Despite genetics playing a major role in the risk of developing nonverbal autism, there is evidence that some people develop the condition due to new mutations that impact the development of motor skills.

This just adds to the confusing data surrounding this issue.

Another example of this is shown in recent research that suggests that people with nonverbal autism may have a neurological condition that inhibits the production of a certain brainwave that allows us to recall learned information, such as the name of an object.

This brainwave is known as a positive slow wave (PSW).

It’s worth noting that there is no evidence to support the idea that vaccines cause autism.

So, what causes nonverbal autism? Sadly, the answer is that we’re not entirely sure. But as science and technology continue to develop, we may discover more answers and be able to offer a higher caliber of help to those who need it.

Can Someone with Nonverbal Autism Develop Speech?
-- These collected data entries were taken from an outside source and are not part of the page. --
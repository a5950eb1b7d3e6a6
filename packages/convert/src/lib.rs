#![cfg_attr(feature = "fail-on-warnings", deny(warnings))]
#![warn(clippy::all, clippy::pedantic, clippy::nursery, clippy::cargo)]
#![allow(clippy::multiple_crate_versions, clippy::cargo_common_metadata)]

//! Real-data conversion.
//!
//! Reads a tide table and an APAC rain-gauge export, joins them onto the
//! neighborhood registry, and writes the result in the same schema the
//! generator produces. Occurrence counts and coordinate jitter are drawn
//! exactly as in generation.

pub mod assemble;
pub mod parsing;
pub mod rainfall;
pub mod tide;

use std::path::Path;

use flood_risk_dataset::{DatasetError, Table, WriteSummary, write_validated};
use flood_risk_generate::Jitter;
use flood_risk_neighborhood::{all_neighborhoods, station_lookup};
use flood_risk_risk::{DEFAULT_SEED, FloodRng};

pub use assemble::assemble;
pub use parsing::parse_decimal_br;
pub use rainfall::{RainfallSeries, parse_rainfall};
pub use tide::{TideSeries, parse_tide};

/// Default output file name for converted datasets.
pub const DEFAULT_OUTPUT_FILE: &str = "real_data_converted.csv";

/// Errors that can occur during conversion.
#[derive(Debug, thiserror::Error)]
pub enum ConvertError {
    /// An input file does not exist.
    #[error("Missing input file: {path}")]
    MissingInput {
        /// Path that was looked up.
        path: String,
    },

    /// A source file lacks a required column.
    #[error("{source_name}: missing required column '{column}'")]
    Schema {
        /// Source file the column was expected in.
        source_name: String,
        /// Missing column name.
        column: String,
    },

    /// The tide file has no usable height at all.
    #[error("{source_name}: no valid tide readings")]
    NoTideReadings {
        /// Source file.
        source_name: String,
    },

    /// No rain-gauge station maps to a registry neighborhood.
    #[error("{source_name}: no rain-gauge station maps to a Recife neighborhood")]
    NoMappedStations {
        /// Source file.
        source_name: String,
    },

    /// Reading, validating, or writing a table failed.
    #[error(transparent)]
    Dataset(#[from] DatasetError),
}

/// Options for a conversion run.
#[derive(Debug, Clone, Copy)]
pub struct ConvertOptions {
    /// Seed for occurrence and jitter draws.
    pub seed: u64,
    /// Coordinate jitter.
    pub jitter: Jitter,
}

impl Default for ConvertOptions {
    fn default() -> Self {
        Self {
            seed: DEFAULT_SEED,
            jitter: Jitter::default(),
        }
    }
}

/// Outcome of [`convert_files`].
#[derive(Debug, Clone)]
pub struct ConversionReport {
    /// Rows written.
    pub rows: usize,
    /// Neighborhoods covered.
    pub neighborhoods: usize,
    /// Distinct dates covered.
    pub dates: usize,
    /// Tide days filled with the series mean.
    pub tide_days_backfilled: usize,
    /// Rainfall day cells read as 0.0 mm.
    pub rainfall_cells_filled: usize,
    /// Stations dropped for lack of a mapping.
    pub unmapped_stations: Vec<String>,
    /// Write outcome.
    pub written: WriteSummary,
}

/// Converts a tide table and a rain-gauge export into a validated
/// dataset at `output`.
///
/// Both inputs are checked for existence before either is parsed. The
/// output is written only after the assembled table passes validation.
///
/// # Errors
///
/// Returns [`ConvertError::MissingInput`] if an input is absent, a
/// schema or content error from either source, or
/// [`ConvertError::Dataset`] if validation or writing fails.
pub fn convert_files(
    tide_path: &Path,
    rainfall_path: &Path,
    output: &Path,
    options: &ConvertOptions,
) -> Result<ConversionReport, ConvertError> {
    for path in [tide_path, rainfall_path] {
        if !path.exists() {
            return Err(ConvertError::MissingInput {
                path: path.display().to_string(),
            });
        }
    }

    let tide_name = source_name(tide_path);
    let rainfall_name = source_name(rainfall_path);

    log::info!("Reading tide table {}", tide_path.display());
    let tide = parse_tide(&Table::from_path(tide_path)?, &tide_name)?;

    log::info!("Reading rain-gauge export {}", rainfall_path.display());
    let rainfall = parse_rainfall(
        &Table::from_path(rainfall_path)?,
        &rainfall_name,
        &station_lookup(),
    )?;

    let neighborhoods = all_neighborhoods();
    let mut rng = FloodRng::from_seed_u64(options.seed);
    let rows = assemble(&tide, &rainfall, &neighborhoods, &options.jitter, &mut rng);
    let dates = assemble::union_dates(&tide, &rainfall).len();

    let written = write_validated(&rows, output)?;

    Ok(ConversionReport {
        rows: rows.len(),
        neighborhoods: neighborhoods.len(),
        dates,
        tide_days_backfilled: tide.backfilled,
        rainfall_cells_filled: rainfall.filled_cells,
        unmapped_stations: rainfall.unmapped_stations,
        written,
    })
}

fn source_name(path: &Path) -> String {
    path.file_name().map_or_else(
        || path.display().to_string(),
        |name| name.to_string_lossy().into_owned(),
    )
}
Until recently, there was a common misconception surrounding nonverbal autism. Parents of autistic children were told that if their child couldn’t communicate verbally by the age of 4, then they would never learn to.

One study investigated this claim and found it to be inaccurate. All the children in the study had been diagnosed with autism and severe language delays by the age of 4.

Out of these children, 47% became fluent speakers and 70% could communicate via simple phrases or through other communication methods.

Other Communication Methods

Regardless of what causes autism, we need to learn to help those with the condition. Those on the autism spectrum (and especially those with nonverbal autism) can learn to communicate via nonverbal means, as communication is still an important part of their lives!

Autism nonverbal communication (especially severe autism nonverbal communication) is an essential learning process for both the autistic child and their parents.

There are three commonly used alternatives to verbal communication:

  • Picture Exchange Communication System (PECS)
  • Augmentative and Assistive Communication (AAC)
  • Sign Language

Many parents, guardians, and careers will learn to understand the needs and communication methods of each autistic individual.

Treatment Options

When it comes to autism, treatment options aim to aid the development of the individual. One example of this is the learning of new skills. Common options include:

  • Therapy
  • Psychotherapy
  • Medication
  • Assisted learning accommodations

It’s worth noting that these options won’t be beneficial to every person with autism. Therapy can feel like a punishment to some and may even be harmful to others. People with nonverbal autism can still communicate and should be given input (when possible).

What’s Next?

What causes nonverbal autism? This is a question that we’re still trying to discover the answer to. We have some answers but certainly not the full picture. What we do know is that genes and genetic mutations are major factors.